She tried to look at him without moving her head, but all she saw was his chin. She swallowed. “Which carols don’t you like?”

“ ‘Blue Christmas.’ You?”

“ ‘I Saw Mommy Kissing Santa Claus’ — I foresee therapy in that child’s future.”

“Good point. My favorite was ‘I’ll Be Home for Christmas’ until I found out what it’s about — a World War II soldier who can’t be home for Christmas and dreams about it.”

She sat up. “It is?”

“Yup. Your guy Bing made it during World War II.”

“But the dreaming helps him. Or . . .” She thought of the undercurrent of melancholy in the words. “Or maybe it’s better not to dream.”

CHAPTER SEVENTEEN

Saturday

 

They’d lost track of time while figuring out a new way to make love in the shower without flooding the bathroom.

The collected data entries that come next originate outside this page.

//! Typed predicates and updates understood by every `DocumentStore`.
//!
//! Paths are dotted and resolved with `Document::lookup`, so `_meta.*`,
//! `_id` and payload fields are all addressable.

use std::cmp::Ordering;

use serde_json::Value;

use crate::document::{Document, EXPIRED_PATH, ROUTING_KEY_PATH, VISIBLE_AFTER_PATH};
use crate::error::StorageResult;

/// A single test against one field of a document.
#[derive(Debug, Clone, PartialEq)]
pub enum Condition {
    /// Field is present and equal to `value`.
    Eq { path: String, value: Value },
    /// Field is missing (or `null`).
    Absent { path: String },
    /// Field is a number strictly less than `bound`.
    Lt { path: String, bound: Value },
}

impl Condition {
    pub fn matches(&self, document: &Document) -> bool {
        match self {
            Condition::Eq { path, value } => document.lookup(path).as_ref() == Some(value),
            Condition::Absent { path } => document.lookup(path).is_none(),
            Condition::Lt { path, bound } => document
                .lookup(path)
                .and_then(|actual| compare_numbers(&actual, bound))
                .is_some_and(|ord| ord == Ordering::Less),
        }
    }
}

/// A conjunction of conditions. The empty filter matches everything.
#[derive(Debug, Clone, Default, PartialEq)]
pub struct Filter {
    conditions: Vec<Condition>,
}

impl Filter {
    pub fn all() -> Self {
        Self::default()
    }

    pub fn where_eq(mut self, path: impl Into<String>, value: impl Into<Value>) -> Self {
        self.conditions.push(Condition::Eq {
            path: path.into(),
            value: value.into(),
        });
        self
    }

    pub fn where_absent(mut self, path: impl Into<String>) -> Self {
        self.conditions
            .push(Condition::Absent { path: path.into() });
        self
    }

    pub fn where_lt(mut self, path: impl Into<String>, bound: impl Into<Value>) -> Self {
        self.conditions.push(Condition::Lt {
            path: path.into(),
            bound: bound.into(),
        });
        self
    }

    /// Messages a consumer may receive at `now_ns`: not acknowledged, past
    /// their visibility point and in exactly the given routing partition.
    /// `None` selects the unrouted partition (routing key absent).
    pub fn deliverable(now_ns: u64, routing_key: Option<&str>) -> Self {
        let filter = Self::all()
            .where_eq(EXPIRED_PATH, false)
            .where_lt(VISIBLE_AFTER_PATH, now_ns);
        match routing_key {
            Some(key) => filter.where_eq(ROUTING_KEY_PATH, key),
            None => filter.where_absent(ROUTING_KEY_PATH),
        }
    }

    /// Documents whose `path` holds the same value as `candidate`, where a
    /// missing candidate value matches documents missing the field too.
    pub fn same_value(path: &str, candidate: Option<Value>) -> Self {
        match candidate {
            Some(value) => Self::all().where_eq(path, value),
            None => Self::all().where_absent(path),
        }
    }

    pub fn conditions(&self) -> &[Condition] {
        &self.conditions
    }

    pub fn matches(&self, document: &Document) -> bool {
        self.conditions.iter().all(|c| c.matches(document))
    }
}

/// Field assignments applied to one document.
#[derive(Debug, Clone, Default, PartialEq)]
pub struct Update {
    sets: Vec<(String, Value)>,
}

impl Update {
    pub fn set(path: impl Into<String>, value: impl Into<Value>) -> Self {
        Self::default().and_set(path, value)
    }

    pub fn and_set(mut self, path: impl Into<String>, value: impl Into<Value>) -> Self {
        self.sets.push((path.into(), value.into()));
        self
    }

    /// Apply every assignment or none of them.
    pub fn apply(&self, document: &mut Document) -> StorageResult<()> {
        let mut updated = document.clone();
        for (path, value) in &self.sets {
            updated.set(path, value.clone())?;
        }
        *document = updated;
        Ok(())
    }
}

/// Order two JSON numbers without losing precision on large integers.
fn compare_numbers(a: &Value, b: &Value) -> Option<Ordering> {
    if let (Some(a), Some(b)) = (a.as_u64(), b.as_u64()) {
        return Some(a.cmp(&b));
    }
    if let (Some(a), Some(b)) = (a.as_i64(), b.as_i64()) {
        return Some(a.cmp(&b));
    }
    a.as_f64()?.partial_cmp(&b.as_f64()?)
}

A cab got them to the theater just in time for her to make call for the matinee.

With time to kill before he joined the audience, he went to a drugstore and found a phone booth.

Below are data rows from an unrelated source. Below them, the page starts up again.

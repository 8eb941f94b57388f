//! In-process document store.
//!
//! Every collection lives behind one mutex, which is what makes the atomic
//! operations atomic. Nothing survives the process; useful for tests and for
//! embedding a queue shared only between threads.

use std::collections::{BTreeSet, HashMap, VecDeque};
use std::sync::{Mutex, MutexGuard};

use tracing::{debug, warn};
use uuid::Uuid;

use crate::document::Document;
use crate::error::{StorageError, StorageResult};
use crate::storage::filter::{Filter, Update};
use crate::storage::traits::{CollectionBounds, DocumentStore};

struct Entry {
    document: Document,
    size: u64,
}

impl Entry {
    fn new(document: Document) -> StorageResult<Self> {
        let size = encoded_size(&document)?;
        Ok(Self { document, size })
    }
}

struct Collection {
    bounds: CollectionBounds,
    indexes: BTreeSet<String>,
    entries: VecDeque<Entry>,
    total_bytes: u64,
}

impl Collection {
    fn new(bounds: CollectionBounds) -> Self {
        Self {
            bounds,
            indexes: BTreeSet::new(),
            entries: VecDeque::new(),
            total_bytes: 0,
        }
    }

    fn push(&mut self, entry: Entry) {
        self.total_bytes += entry.size;
        self.entries.push_back(entry);
        self.evict_overflow();
    }

    /// Drop the oldest entries until both bounds hold again. The newest entry
    /// is always kept, even if it alone exceeds the byte budget.
    fn evict_overflow(&mut self) {
        while self.entries.len() > 1
            && (self.entries.len() as u64 > self.bounds.max_count
                || self.total_bytes > self.bounds.max_bytes)
        {
            if let Some(evicted) = self.entries.pop_front() {
                self.total_bytes -= evicted.size;
                debug!(id = %evicted.document.id, "evicted oldest document");
            }
        }
    }

    fn replace(&mut self, index: usize, document: Document) -> StorageResult<()> {
        let entry = Entry::new(document)?;
        let slot = &mut self.entries[index];
        self.total_bytes = self.total_bytes - slot.size + entry.size;
        *slot = entry;
        Ok(())
    }
}

/// Non-persistent `DocumentStore`.
#[derive(Default)]
pub struct MemoryStore {
    collections: Mutex<HashMap<String, Collection>>,
}

impl MemoryStore {
    pub fn new() -> Self {
        Self::default()
    }

    /// Number of physically present documents, acknowledged ones included.
    pub fn len(&self, collection: &str) -> StorageResult<usize> {
        let mut guard = self.lock()?;
        Ok(collection_mut(&mut guard, collection)?.entries.len())
    }

    pub fn is_empty(&self, collection: &str) -> StorageResult<bool> {
        Ok(self.len(collection)? == 0)
    }

    /// Index paths registered on a collection.
    pub fn indexes(&self, collection: &str) -> StorageResult<Vec<String>> {
        let mut guard = self.lock()?;
        Ok(collection_mut(&mut guard, collection)?
            .indexes
            .iter()
            .cloned()
            .collect())
    }

    fn lock(&self) -> StorageResult<MutexGuard<'_, HashMap<String, Collection>>> {
        self.collections
            .lock()
            .map_err(|_| StorageError::Unavailable("memory store lock poisoned".to_string()))
    }
}

fn collection_mut<'a>(
    collections: &'a mut HashMap<String, Collection>,
    name: &str,
) -> StorageResult<&'a mut Collection> {
    collections
        .get_mut(name)
        .ok_or_else(|| StorageError::Unavailable(format!("collection not found: {name}")))
}

fn encoded_size(document: &Document) -> StorageResult<u64> {
    Ok(serde_json::to_vec(document)?.len() as u64)
}

impl DocumentStore for MemoryStore {
    fn ensure_bounded_collection(&self, name: &str, bounds: CollectionBounds) -> StorageResult<()> {
        let mut guard = self.lock()?;
        match guard.get(name) {
            Some(existing) if existing.bounds != bounds => {
                warn!(
                    collection = name,
                    existing = ?existing.bounds,
                    requested = ?bounds,
                    "collection already exists with different bounds, keeping existing"
                );
            }
            Some(_) => {}
            None => {
                guard.insert(name.to_string(), Collection::new(bounds));
                debug!(collection = name, ?bounds, "created bounded collection");
            }
        }
        Ok(())
    }

    fn ensure_index(&self, collection: &str, field_path: &str) -> StorageResult<()> {
        let mut guard = self.lock()?;
        collection_mut(&mut guard, collection)?
            .indexes
            .insert(field_path.to_string());
        Ok(())
    }

    fn find(
        &self,
        collection: &str,
        filter: &Filter,
        limit: Option<usize>,
    ) -> StorageResult<Vec<Document>> {
        let mut guard = self.lock()?;
        let coll = collection_mut(&mut guard, collection)?;
        Ok(coll
            .entries
            .iter()
            .filter(|e| filter.matches(&e.document))
            .take(limit.unwrap_or(usize::MAX))
            .map(|e| e.document.clone())
            .collect())
    }

    fn count(&self, collection: &str, filter: &Filter) -> StorageResult<usize> {
        let mut guard = self.lock()?;
        let coll = collection_mut(&mut guard, collection)?;
        Ok(coll
            .entries
            .iter()
            .filter(|e| filter.matches(&e.document))
            .count())
    }

    fn insert(&self, collection: &str, document: &Document) -> StorageResult<()> {
        let entry = Entry::new(document.clone())?;
        let mut guard = self.lock()?;
        collection_mut(&mut guard, collection)?.push(entry);
        Ok(())
    }

    fn find_one_and_update(
        &self,
        collection: &str,
        filter: &Filter,
        update: &Update,
    ) -> StorageResult<Option<Document>> {
        let mut guard = self.lock()?;
        let coll = collection_mut(&mut guard, collection)?;
        let Some(index) = coll
            .entries
            .iter()
            .position(|e| filter.matches(&e.document))
        else {
            return Ok(None);
        };
        let previous = coll.entries[index].document.clone();
        let mut updated = previous.clone();
        update.apply(&mut updated)?;
        coll.replace(index, updated)?;
        Ok(Some(previous))
    }

    fn insert_if_absent(
        &self,
        collection: &str,
        filter: &Filter,
        document: &Document,
    ) -> StorageResult<bool> {
        let entry = Entry::new(document.clone())?;
        let mut guard = self.lock()?;
        let coll = collection_mut(&mut guard, collection)?;
        if coll.entries.iter().any(|e| filter.matches(&e.document)) {
            return Ok(false);
        }
        coll.push(entry);
        Ok(true)
    }

    fn update_many(&self, collection: &str, ids: &[Uuid], update: &Update) -> StorageResult<usize> {
        let mut guard = self.lock()?;
        let coll = collection_mut(&mut guard, collection)?;
        let mut updated = 0;
        for index in 0..coll.entries.len() {
            if !ids.contains(&coll.entries[index].document.id) {
                continue;
            }
            let mut document = coll.entries[index].document.clone();
            update.apply(&mut document)?;
            coll.replace(index, document)?;
            updated += 1;
        }
        Ok(updated)
    }
}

“Slash-C,” his father’s voice came.

“Dad.”

“Ed? Are you o— Is everything okay? You sound, uh, tired.”

“Everything’s okay. Just wanted . . .” What did he want that anyone could give him? He wanted Donna. He wanted Donna to be happy. He didn’t want to imagine walking in a world where Donna wasn’t happy.

Since that college girlfriend, he’d been sure he’d marry a ranch girl. Someone who knew his way of life. Knew the land, the animals.

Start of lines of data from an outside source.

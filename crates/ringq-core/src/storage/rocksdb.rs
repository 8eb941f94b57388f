use std::collections::BTreeSet;
use std::path::Path;
use std::sync::{Mutex, MutexGuard};

use rocksdb::{
    ColumnFamilyDescriptor, DBWithThreadMode, IteratorMode, MultiThreaded, Options,
    WriteBatch,
};
use serde::{Deserialize, Serialize};
use tracing::{debug, warn};
use uuid::Uuid;

use crate::document::Document;
use crate::error::{StorageError, StorageResult};
use crate::storage::filter::{Filter, Update};
use crate::storage::keys;
use crate::storage::traits::{CollectionBounds, DocumentStore};

const CF_DOCUMENTS: &str = "documents";
const CF_IDS: &str = "ids";
const CF_COLLECTIONS: &str = "collections";

/// All column family names (excluding `default` which RocksDB creates automatically).
const COLUMN_FAMILIES: &[&str] = &[CF_DOCUMENTS, CF_IDS, CF_COLLECTIONS];

type DB = DBWithThreadMode<MultiThreaded>;

/// Per-collection bookkeeping stored in the `collections` CF.
#[derive(Debug, Clone, Serialize, Deserialize, PartialEq)]
struct CollectionState {
    bounds: CollectionBounds,
    indexes: BTreeSet<String>,
    next_seq: u64,
    count: u64,
    total_bytes: u64,
}

/// RocksDB-backed document store.
///
/// Reads go straight to the database. Every mutation takes the store-wide
/// write lock and commits through a single `WriteBatch`, so a
/// read-modify-write like `find_one_and_update` is indivisible for all
/// callers sharing this handle. RocksDB itself admits a single process per
/// data directory.
pub struct RocksDbStore {
    db: DB,
    write_lock: Mutex<()>,
}

impl RocksDbStore {
    /// Open or create a RocksDB database at the given path with all column families.
    pub fn open(path: impl AsRef<Path>) -> StorageResult<Self> {
        let mut db_opts = Options::default();
        db_opts.create_if_missing(true);
        db_opts.create_missing_column_families(true);

        let cf_descriptors: Vec<ColumnFamilyDescriptor> = COLUMN_FAMILIES
            .iter()
            .map(|name| {
                let cf_opts = Options::default();
                ColumnFamilyDescriptor::new(*name, cf_opts)
            })
            .collect();

        let db = DB::open_cf_descriptors(&db_opts, path, cf_descriptors)?;
        Ok(Self {
            db,
            write_lock: Mutex::new(()),
        })
    }

    /// Flush memtables to disk.
    pub fn flush(&self) -> StorageResult<()> {
        for name in COLUMN_FAMILIES {
            let cf = self.cf(name)?;
            self.db.flush_cf(&cf)?;
        }
        Ok(())
    }

    fn cf(&self, name: &str) -> StorageResult<std::sync::Arc<rocksdb::BoundColumnFamily<'_>>> {
        self.db
            .cf_handle(name)
            .ok_or_else(|| StorageError::RocksDb(format!("column family not found: {name}")))
    }

    fn lock(&self) -> StorageResult<MutexGuard<'_, ()>> {
        self.write_lock
            .lock()
            .map_err(|_| StorageError::Unavailable("rocksdb write lock poisoned".to_string()))
    }

    fn get_state(&self, collection: &str) -> StorageResult<Option<CollectionState>> {
        let cf = self.cf(CF_COLLECTIONS)?;
        match self.db.get_cf(&cf, collection.as_bytes())? {
            Some(value) => Ok(Some(serde_json::from_slice(&value)?)),
            None => Ok(None),
        }
    }

    fn state(&self, collection: &str) -> StorageResult<CollectionState> {
        self.get_state(collection)?
            .ok_or_else(|| StorageError::Unavailable(format!("collection not found: {collection}")))
    }

    fn put_state(
        &self,
        batch: &mut WriteBatch,
        collection: &str,
        state: &CollectionState,
    ) -> StorageResult<()> {
        let cf = self.cf(CF_COLLECTIONS)?;
        batch.put_cf(&cf, collection.as_bytes(), serde_json::to_vec(state)?);
        Ok(())
    }

    /// Visit documents oldest first until `visit` returns `false`.
    fn scan(
        &self,
        collection: &str,
        mut visit: impl FnMut(&[u8], &[u8]) -> StorageResult<bool>,
    ) -> StorageResult<()> {
        let cf = self.cf(CF_DOCUMENTS)?;
        let prefix = keys::document_prefix(collection)?;
        let iter = self
            .db
            .iterator_cf(&cf, IteratorMode::From(&prefix, rocksdb::Direction::Forward));
        for item in iter {
            let (key, value) = item?;
            if !key.starts_with(&prefix) {
                break;
            }
            if !visit(&key[..], &value[..])? {
                break;
            }
        }
        Ok(())
    }

    fn first_match(
        &self,
        collection: &str,
        filter: &Filter,
    ) -> StorageResult<Option<(Vec<u8>, Document)>> {
        let mut found = None;
        self.scan(collection, |key, value| {
            let document: Document = serde_json::from_slice(value)?;
            if filter.matches(&document) {
                found = Some((key.to_vec(), document));
                return Ok(false);
            }
            Ok(true)
        })?;
        Ok(found)
    }

    /// Stage a rewrite of an existing document, keeping the byte total current.
    fn stage_replace(
        &self,
        batch: &mut WriteBatch,
        state: &mut CollectionState,
        key: &[u8],
        old_len: usize,
        document: &Document,
    ) -> StorageResult<()> {
        let cf = self.cf(CF_DOCUMENTS)?;
        let value = serde_json::to_vec(document)?;
        state.total_bytes = state.total_bytes.saturating_sub(old_len as u64) + value.len() as u64;
        batch.put_cf(&cf, key, &value);
        Ok(())
    }

    /// Stage an append plus whatever evictions it forces. Must be called with
    /// the write lock held.
    fn stage_insert(
        &self,
        batch: &mut WriteBatch,
        collection: &str,
        state: &mut CollectionState,
        document: &Document,
    ) -> StorageResult<()> {
        let docs_cf = self.cf(CF_DOCUMENTS)?;
        let ids_cf = self.cf(CF_IDS)?;

        let seq = state.next_seq;
        state.next_seq += 1;
        let value = serde_json::to_vec(document)?;
        batch.put_cf(&docs_cf, keys::document_key(collection, seq)?, &value);
        batch.put_cf(
            &ids_cf,
            keys::id_key(collection, &document.id)?,
            seq.to_be_bytes(),
        );
        state.count += 1;
        state.total_bytes += value.len() as u64;

        // The new document is only in the batch, so the scan never reaches it.
        let mut evictions = Vec::new();
        self.scan(collection, |key, value| {
            if state.count <= 1
                || (state.count <= state.bounds.max_count
                    && state.total_bytes <= state.bounds.max_bytes)
            {
                return Ok(false);
            }
            let evicted: Document = serde_json::from_slice(value)?;
            state.count -= 1;
            state.total_bytes = state.total_bytes.saturating_sub(value.len() as u64);
            evictions.push((key.to_vec(), evicted.id));
            Ok(true)
        })?;
        for (key, id) in evictions {
            debug!(collection, %id, "evicted oldest document");
            batch.delete_cf(&docs_cf, key);
            batch.delete_cf(&ids_cf, keys::id_key(collection, &id)?);
        }
        Ok(())
    }
}

impl DocumentStore for RocksDbStore {
    fn ensure_bounded_collection(&self, name: &str, bounds: CollectionBounds) -> StorageResult<()> {
        let _guard = self.lock()?;
        if let Some(existing) = self.get_state(name)? {
            if existing.bounds != bounds {
                warn!(
                    collection = name,
                    existing = ?existing.bounds,
                    requested = ?bounds,
                    "collection already exists with different bounds, keeping existing"
                );
            }
            return Ok(());
        }
        let state = CollectionState {
            bounds,
            indexes: BTreeSet::new(),
            next_seq: 0,
            count: 0,
            total_bytes: 0,
        };
        let mut batch = WriteBatch::default();
        self.put_state(&mut batch, name, &state)?;
        self.db.write(batch)?;
        debug!(collection = name, ?bounds, "created bounded collection");
        Ok(())
    }

    fn ensure_index(&self, collection: &str, field_path: &str) -> StorageResult<()> {
        let _guard = self.lock()?;
        let mut state = self.state(collection)?;
        if !state.indexes.insert(field_path.to_string()) {
            return Ok(());
        }
        let mut batch = WriteBatch::default();
        self.put_state(&mut batch, collection, &state)?;
        self.db.write(batch)?;
        Ok(())
    }

    fn find(
        &self,
        collection: &str,
        filter: &Filter,
        limit: Option<usize>,
    ) -> StorageResult<Vec<Document>> {
        self.state(collection)?;
        let limit = limit.unwrap_or(usize::MAX);
        let mut results = Vec::new();
        if limit == 0 {
            return Ok(results);
        }
        self.scan(collection, |_, value| {
            let document: Document = serde_json::from_slice(value)?;
            if filter.matches(&document) {
                results.push(document);
            }
            Ok(results.len() < limit)
        })?;
        Ok(results)
    }

    fn count(&self, collection: &str, filter: &Filter) -> StorageResult<usize> {
        self.state(collection)?;
        let mut count = 0;
        self.scan(collection, |_, value| {
            let document: Document = serde_json::from_slice(value)?;
            if filter.matches(&document) {
                count += 1;
            }
            Ok(true)
        })?;
        Ok(count)
    }

    fn insert(&self, collection: &str, document: &Document) -> StorageResult<()> {
        let _guard = self.lock()?;
        let mut state = self.state(collection)?;
        let mut batch = WriteBatch::default();
        self.stage_insert(&mut batch, collection, &mut state, document)?;
        self.put_state(&mut batch, collection, &state)?;
        self.db.write(batch)?;
        Ok(())
    }

    fn find_one_and_update(
        &self,
        collection: &str,
        filter: &Filter,
        update: &Update,
    ) -> StorageResult<Option<Document>> {
        let _guard = self.lock()?;
        let mut state = self.state(collection)?;
        let Some((key, previous)) = self.first_match(collection, filter)? else {
            return Ok(None);
        };
        let old_len = serde_json::to_vec(&previous)?.len();
        let mut updated = previous.clone();
        update.apply(&mut updated)?;

        let mut batch = WriteBatch::default();
        self.stage_replace(&mut batch, &mut state, &key, old_len, &updated)?;
        self.put_state(&mut batch, collection, &state)?;
        self.db.write(batch)?;
        Ok(Some(previous))
    }

    fn insert_if_absent(
        &self,
        collection: &str,
        filter: &Filter,
        document: &Document,
    ) -> StorageResult<bool> {
        let _guard = self.lock()?;
        let mut state = self.state(collection)?;
        if self.first_match(collection, filter)?.is_some() {
            return Ok(false);
        }
        let mut batch = WriteBatch::default();
        self.stage_insert(&mut batch, collection, &mut state, document)?;
        self.put_state(&mut batch, collection, &state)?;
        self.db.write(batch)?;
        Ok(true)
    }

    fn update_many(&self, collection: &str, ids: &[Uuid], update: &Update) -> StorageResult<usize> {
        let _guard = self.lock()?;
        let mut state = self.state(collection)?;
        let docs_cf = self.cf(CF_DOCUMENTS)?;
        let ids_cf = self.cf(CF_IDS)?;

        let mut batch = WriteBatch::default();
        let mut seen = BTreeSet::new();
        let mut updated = 0;
        for id in ids {
            if !seen.insert(*id) {
                continue;
            }
            let Some(seq) = self.db.get_cf(&ids_cf, keys::id_key(collection, id)?)? else {
                continue;
            };
            let seq = keys::parse_seq(&seq).ok_or_else(|| {
                StorageError::Serialization(format!("corrupt id index entry for {id}"))
            })?;
            let key = keys::document_key(collection, seq)?;
            let Some(value) = self.db.get_cf(&docs_cf, &key)? else {
                continue;
            };
            let mut document: Document = serde_json::from_slice(&value)?;
            update.apply(&mut document)?;
            self.stage_replace(&mut batch, &mut state, &key, value.len(), &document)?;
            updated += 1;
        }
        self.put_state(&mut batch, collection, &state)?;
        self.db.write(batch)?;
        Ok(updated)
    }
}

Donna didn’t know any of that.

He closed his eyes and saw the Slash-C, and she was there.

On a horse, laughing down at him. Sitting beside him on one of his favorite rocks, looking out across the land. Standing on the home ranch’s back porch, waving to him as he rode out for the day. Standing on the porch, welcoming him home at night.

No matter what he did now, he couldn’t see it without her.

He’d never marry a ranch girl.

“Ed?” his father said.

“I’ll be home Monday night, like I told you. Just wanted to let you know.”

****

Between performances, they ate at the little Mexican restaurant again.

Not the best choice before a performance, but it didn’t matter because she ate very little. They talked even less.

She tried a few times.

Bright, Ado Annie comments about the food, the season, the weather. The weather for heaven’s sake. What did she care? Unless a blizzard or monsoon or hurricane roared in and kept the company and Ed marooned here. Days, weeks, years, like Robinson Crusoe, except they’d be together.

****

Everyone was checking their makeup for the last time, taking that final breath before “places” for the evening performance when Angela appeared at the doorway in full Charity regalia.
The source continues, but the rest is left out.